## What is required
From the records below, return every line containing the word "when".

(Records from a data collection)
<<<<

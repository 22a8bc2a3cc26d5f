//! Project scaffolding: extract a template archive, then seed the main screen
//!
//! The operation is synchronous and single-threaded. Two scaffolds may run at
//! the same time only if their destination roots are disjoint.

pub mod emit;
pub mod extract;
pub mod rewrite;

pub use emit::{CodeTemplateEmitter, SEED_CLASS_NAME};
pub use extract::{extract, Extraction};
pub use rewrite::{rewrite, PathRewriter, RewriteRule, PACKAGE_PLACEHOLDER};

use crate::code::CodeTemplates;
use crate::error::{Result, ScaffoldError};
use crate::request::{ScaffoldRequest, TemplateDescriptor};
use crate::templates::TemplateSource;
use std::fs;
use std::path::{Path, PathBuf};
use tracing::info;

/// What a successful scaffold produced
#[derive(Debug, Clone)]
pub struct ScaffoldReport {
    /// `destination_root/project_name`
    pub project_dir: PathBuf,
    /// Files extracted from the archive, in archive order
    pub files: Vec<PathBuf>,
    /// Directories created for directory entries
    pub directories: Vec<PathBuf>,
    /// The emitted seed class
    pub seed: PathBuf,
}

/// Runs scaffold requests against a template source
pub struct Scaffolder<S> {
    source: S,
    code_templates: CodeTemplates,
}

impl<S: TemplateSource> Scaffolder<S> {
    pub fn new(source: S) -> Self {
        Self::with_code_templates(source, CodeTemplates::builtin())
    }

    pub fn with_code_templates(source: S, code_templates: CodeTemplates) -> Self {
        Self {
            source,
            code_templates,
        }
    }

    pub fn source(&self) -> &S {
        &self.source
    }

    pub fn code_templates(&self) -> &CodeTemplates {
        &self.code_templates
    }

    /// Scaffold one project.
    ///
    /// Identifiers and the code template are checked before the archive is
    /// opened. Extraction runs to completion before the seed is written.
    pub fn scaffold(&self, request: &ScaffoldRequest) -> Result<ScaffoldReport> {
        let ScaffoldRequest {
            project_name,
            package_id,
            destination_root,
            template,
        } = request;

        request.validate()?;
        let rewriter = PathRewriter::new(&template.internal_name, project_name, package_id)?;
        let code_template = self.code_templates.get(&template.code_template)?;

        fs::create_dir_all(destination_root).map_err(|e| ScaffoldError::OutputWrite {
            path: destination_root.clone(),
            source: e,
        })?;

        let extraction = {
            let mut stream = self.source.open_stream(&template.archive_id)?;
            extract(&mut *stream, destination_root, &rewriter)?
        };

        let seed = CodeTemplateEmitter::new(code_template).emit(
            destination_root,
            project_name,
            package_id,
        )?;

        info!(
            template = %template.archive_id,
            project = %project_name,
            files = extraction.files.len(),
            seed = %seed.display(),
            "scaffolded project"
        );

        Ok(ScaffoldReport {
            project_dir: request.project_dir(),
            files: extraction.files,
            directories: extraction.directories,
            seed,
        })
    }
}

/// Scaffold a project from `source` using the built-in code templates.
pub fn scaffold<S: TemplateSource>(
    source: &S,
    destination_root: &Path,
    project_name: &str,
    package_id: &str,
    template: &TemplateDescriptor,
) -> Result<ScaffoldReport> {
    let request = ScaffoldRequest::new(destination_root, project_name, package_id, template.clone());
    Scaffolder::new(source).scaffold(&request)
}
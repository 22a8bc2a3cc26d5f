//! Placeholder substitution on archive entry paths

use crate::error::{Result, ScaffoldError};
use crate::request::{package_path, validate_package_id, validate_project_name};
use std::path::{Path, PathBuf};

/// Directory placeholder standing in for the user's package namespace
pub const PACKAGE_PLACEHOLDER: &str = "game/logic/$pkgName";

const PACKAGE_PARENT: &str = "game/logic/";

/// One textual substitution
#[derive(Debug, Clone, PartialEq, Eq)]
pub struct RewriteRule {
    pub from: String,
    pub to: String,
}

impl RewriteRule {
    fn new(from: impl Into<String>, to: impl Into<String>) -> Self {
        Self {
            from: from.into(),
            to: to.into(),
        }
    }

    fn apply(&self, path: &str) -> String {
        path.replace(&self.from, &self.to)
    }
}

/// Ordered rule list built once per scaffold request.
///
/// Rules run in order over the whole relative path: the internal name first,
/// then the package placeholder.
#[derive(Debug, Clone)]
pub struct PathRewriter {
    rules: Vec<RewriteRule>,
}

impl PathRewriter {
    pub fn new(internal_name: &str, project_name: &str, package_id: &str) -> Result<Self> {
        if internal_name.is_empty() {
            return Err(ScaffoldError::PathRewrite {
                path: String::new(),
                reason: "template internal name is empty",
            });
        }
        validate_project_name(project_name)?;
        validate_package_id(package_id)?;

        Ok(Self {
            rules: vec![
                RewriteRule::new(internal_name, project_name),
                RewriteRule::new(
                    PACKAGE_PLACEHOLDER,
                    format!("{}{}", PACKAGE_PARENT, package_path(package_id)),
                ),
            ],
        })
    }

    pub fn rules(&self) -> &[RewriteRule] {
        &self.rules
    }

    /// Rewrite an entry path textually. Backslashes become forward slashes first.
    pub fn rewrite(&self, entry_path: &str) -> String {
        let normalized = entry_path.replace('\\', "/");
        self.rules
            .iter()
            .fold(normalized, |path, rule| rule.apply(&path))
    }

    /// Rewrite an entry path and resolve it beneath `root`.
    ///
    /// Returns `Ok(None)` when the path normalizes to `root` itself, which is
    /// only meaningful for directory entries.
    pub fn resolve(&self, root: &Path, entry_path: &str) -> Result<Option<PathBuf>> {
        let rewritten = self.rewrite(entry_path);
        let components = normalize(&rewritten).ok_or_else(|| ScaffoldError::UnsafeEntryPath {
            path: entry_path.to_string(),
        })?;

        if components.is_empty() {
            return Ok(None);
        }

        let mut resolved = root.to_path_buf();
        resolved.extend(components);
        Ok(Some(resolved))
    }

    /// Like [`PathRewriter::resolve`], but a file must name something below `root`.
    pub fn resolve_file(&self, root: &Path, entry_path: &str) -> Result<PathBuf> {
        self.resolve(root, entry_path)?
            .ok_or_else(|| ScaffoldError::PathRewrite {
                path: entry_path.to_string(),
                reason: "rewritten path is empty",
            })
    }
}

/// Free-standing form of the rewrite for one-off use.
pub fn rewrite(
    entry_path: &str,
    project_name: &str,
    package_id: &str,
    internal_name: &str,
) -> Result<String> {
    Ok(PathRewriter::new(internal_name, project_name, package_id)?.rewrite(entry_path))
}

/// Lexically normalize a forward-slash relative path.
///
/// `None` means the path is absolute or climbs above its starting point.
fn normalize(path: &str) -> Option<Vec<&str>> {
    if path.starts_with('/') || has_drive_prefix(path) {
        return None;
    }

    let mut components: Vec<&str> = Vec::new();
    for component in path.split('/') {
        match component {
            "" | "." => {}
            ".." => {
                components.pop()?;
            }
            other => components.push(other),
        }
    }
    Some(components)
}

fn has_drive_prefix(path: &str) -> bool {
    let bytes = path.as_bytes();
    bytes.len() >= 2 && bytes[0].is_ascii_alphabetic() && bytes[1] == b':'
}
//! Template archive sources
//!
//! A source resolves an archive id to a readable archive stream and the
//! descriptor needed to rewrite its entries:
//! - `DirectorySource`: a local directory with a `template.yaml` catalog
//! - `MemorySource`: archives held in memory (remote downloads, tests)

use super::manifest::{TemplateCatalog, TemplateEntry, CATALOG_FILE};
use crate::error::{Result, ScaffoldError};
use crate::request::TemplateDescriptor;
use std::collections::HashMap;
use std::fs::{self, File};
use std::io::{self, BufReader, Cursor, Read};
use std::path::{Path, PathBuf};

/// A forward-only archive byte stream, read once from start to end
pub trait ArchiveStream: Read {}

impl<T: Read> ArchiveStream for T {}

/// An opened template: the archive stream plus its descriptor
pub struct OpenedTemplate<'a> {
    pub stream: Box<dyn ArchiveStream + 'a>,
    pub descriptor: TemplateDescriptor,
}

/// Resolves archive ids to archive streams
pub trait TemplateSource {
    /// Catalog entries this source can open
    fn entries(&self) -> Vec<TemplateEntry>;

    /// Open the archive stream for `archive_id`.
    ///
    /// The stream is released when the returned box is dropped.
    fn open_stream(&self, archive_id: &str) -> Result<Box<dyn ArchiveStream + '_>>;

    /// Descriptor for `archive_id`
    fn descriptor(&self, archive_id: &str) -> Result<TemplateDescriptor> {
        self.entries()
            .iter()
            .find(|e| e.id == archive_id)
            .map(TemplateEntry::descriptor)
            .ok_or_else(|| ScaffoldError::TemplateNotFound {
                id: archive_id.to_string(),
            })
    }

    /// Open the stream together with its descriptor
    fn open(&self, archive_id: &str) -> Result<OpenedTemplate<'_>> {
        let descriptor = self.descriptor(archive_id)?;
        let stream = self.open_stream(archive_id)?;
        Ok(OpenedTemplate { stream, descriptor })
    }
}

impl<S: TemplateSource + ?Sized> TemplateSource for &S {
    fn entries(&self) -> Vec<TemplateEntry> {
        (**self).entries()
    }

    fn open_stream(&self, archive_id: &str) -> Result<Box<dyn ArchiveStream + '_>> {
        (**self).open_stream(archive_id)
    }

    fn descriptor(&self, archive_id: &str) -> Result<TemplateDescriptor> {
        (**self).descriptor(archive_id)
    }
}

/// Templates stored as zip files next to a `template.yaml` catalog
#[derive(Debug, Clone)]
pub struct DirectorySource {
    root: PathBuf,
    catalog: TemplateCatalog,
}

impl DirectorySource {
    /// Load the catalog from `root/template.yaml`
    pub fn open_dir(root: impl Into<PathBuf>) -> Result<Self> {
        let root = root.into();
        let catalog_path = root.join(CATALOG_FILE);
        let unreadable = |source: io::Error| ScaffoldError::TemplateUnreadable {
            id: catalog_path.display().to_string(),
            source,
        };

        let content = fs::read_to_string(&catalog_path).map_err(unreadable)?;
        let catalog = TemplateCatalog::from_yaml(&content)
            .map_err(|e| unreadable(io::Error::new(io::ErrorKind::InvalidData, e)))?;

        Ok(Self { root, catalog })
    }

    pub fn new(root: impl Into<PathBuf>, catalog: TemplateCatalog) -> Self {
        Self {
            root: root.into(),
            catalog,
        }
    }

    pub fn root(&self) -> &Path {
        &self.root
    }

    pub fn catalog(&self) -> &TemplateCatalog {
        &self.catalog
    }

    /// Path of the archive file for a catalog entry
    pub fn archive_path(&self, entry: &TemplateEntry) -> PathBuf {
        self.root.join(entry.archive_file())
    }
}

impl TemplateSource for DirectorySource {
    fn entries(&self) -> Vec<TemplateEntry> {
        self.catalog.templates.clone()
    }

    fn open_stream(&self, archive_id: &str) -> Result<Box<dyn ArchiveStream + '_>> {
        let entry = self
            .catalog
            .find(archive_id)
            .ok_or_else(|| ScaffoldError::TemplateNotFound {
                id: archive_id.to_string(),
            })?;

        let file = File::open(self.archive_path(entry)).map_err(|e| {
            ScaffoldError::TemplateUnreadable {
                id: archive_id.to_string(),
                source: e,
            }
        })?;

        Ok(Box::new(BufReader::new(file)))
    }
}

/// Templates whose archives are already in memory
#[derive(Debug, Clone, Default)]
pub struct MemorySource {
    entries: Vec<TemplateEntry>,
    archives: HashMap<String, Vec<u8>>,
}

impl MemorySource {
    pub fn new() -> Self {
        Self::default()
    }

    /// Add (or replace) a template and its archive bytes
    pub fn insert(&mut self, entry: TemplateEntry, archive: Vec<u8>) {
        self.entries.retain(|e| e.id != entry.id);
        self.archives.insert(entry.id.clone(), archive);
        self.entries.push(entry);
    }

    pub fn with_template(mut self, entry: TemplateEntry, archive: Vec<u8>) -> Self {
        self.insert(entry, archive);
        self
    }

    pub fn len(&self) -> usize {
        self.entries.len()
    }

    pub fn is_empty(&self) -> bool {
        self.entries.is_empty()
    }
}

impl TemplateSource for MemorySource {
    fn entries(&self) -> Vec<TemplateEntry> {
        self.entries.clone()
    }

    fn open_stream(&self, archive_id: &str) -> Result<Box<dyn ArchiveStream + '_>> {
        let bytes = self
            .archives
            .get(archive_id)
            .ok_or_else(|| ScaffoldError::TemplateNotFound {
                id: archive_id.to_string(),
            })?;
        Ok(Box::new(Cursor::new(bytes.as_slice())))
    }
}

#[cfg(test)]
mod tests {
    use super::*;
    use crate::error::ErrorKind;

    fn entry(id: &str) -> TemplateEntry {
        TemplateEntry {
            id: id.to_string(),
            name: id.to_string(),
            description: String::new(),
            archive: None,
            internal_name: "TemplateGame".to_string(),
            code_template: "game-screen-logic".to_string(),
        }
    }

    #[test]
    fn test_memory_source_roundtrip() {
        let source = MemorySource::new().with_template(entry("empty-game"), b"PK".to_vec());

        let mut opened = source.open("empty-game").unwrap();
        let mut bytes = Vec::new();
        opened.stream.read_to_end(&mut bytes).unwrap();

        assert_eq!(bytes, b"PK");
        assert_eq!(opened.descriptor.internal_name, "TemplateGame");
    }

    #[test]
    fn test_memory_source_unknown_id() {
        let source = MemorySource::new();
        let err = source.open_stream("missing").err().unwrap();
        assert_eq!(err.kind(), ErrorKind::TemplateNotFound);
        assert!(source.is_empty());
    }

    #[test]
    fn test_memory_source_insert_replaces() {
        let mut source = MemorySource::new();
        source.insert(entry("a"), vec![1]);
        source.insert(entry("a"), vec![2]);
        assert_eq!(source.len(), 1);
    }

    #[test]
    fn test_directory_source() {
        let dir = tempfile::tempdir().unwrap();
        fs::write(
            dir.path().join(CATALOG_FILE),
            "templates:\n  - id: empty-game\n    name: Empty\n    internal_name: TemplateGame\n  - id: gone\n    name: Gone\n    internal_name: G\n",
        )
        .unwrap();
        fs::write(dir.path().join("empty-game.zip"), b"zip bytes").unwrap();

        let source = DirectorySource::open_dir(dir.path()).unwrap();
        assert_eq!(source.entries().len(), 2);

        let mut stream = source.open_stream("empty-game").unwrap();
        let mut bytes = Vec::new();
        stream.read_to_end(&mut bytes).unwrap();
        assert_eq!(bytes, b"zip bytes");

        // Listed in the catalog but no archive on disk
        let err = source.open_stream("gone").err().unwrap();
        assert_eq!(err.kind(), ErrorKind::TemplateUnreadable);

        let err = source.open_stream("unknown").err().unwrap();
        assert_eq!(err.kind(), ErrorKind::TemplateNotFound);
    }

    #[test]
    fn test_directory_source_without_catalog() {
        let dir = tempfile::tempdir().unwrap();
        let err = DirectorySource::open_dir(dir.path()).unwrap_err();
        assert_eq!(err.kind(), ErrorKind::TemplateUnreadable);
    }
}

>>>>

## Task solution
    /// Returns `Ok(None)` when the path normalizes to `root` itself, which is
    /// The stream is released when the returned box is dropped.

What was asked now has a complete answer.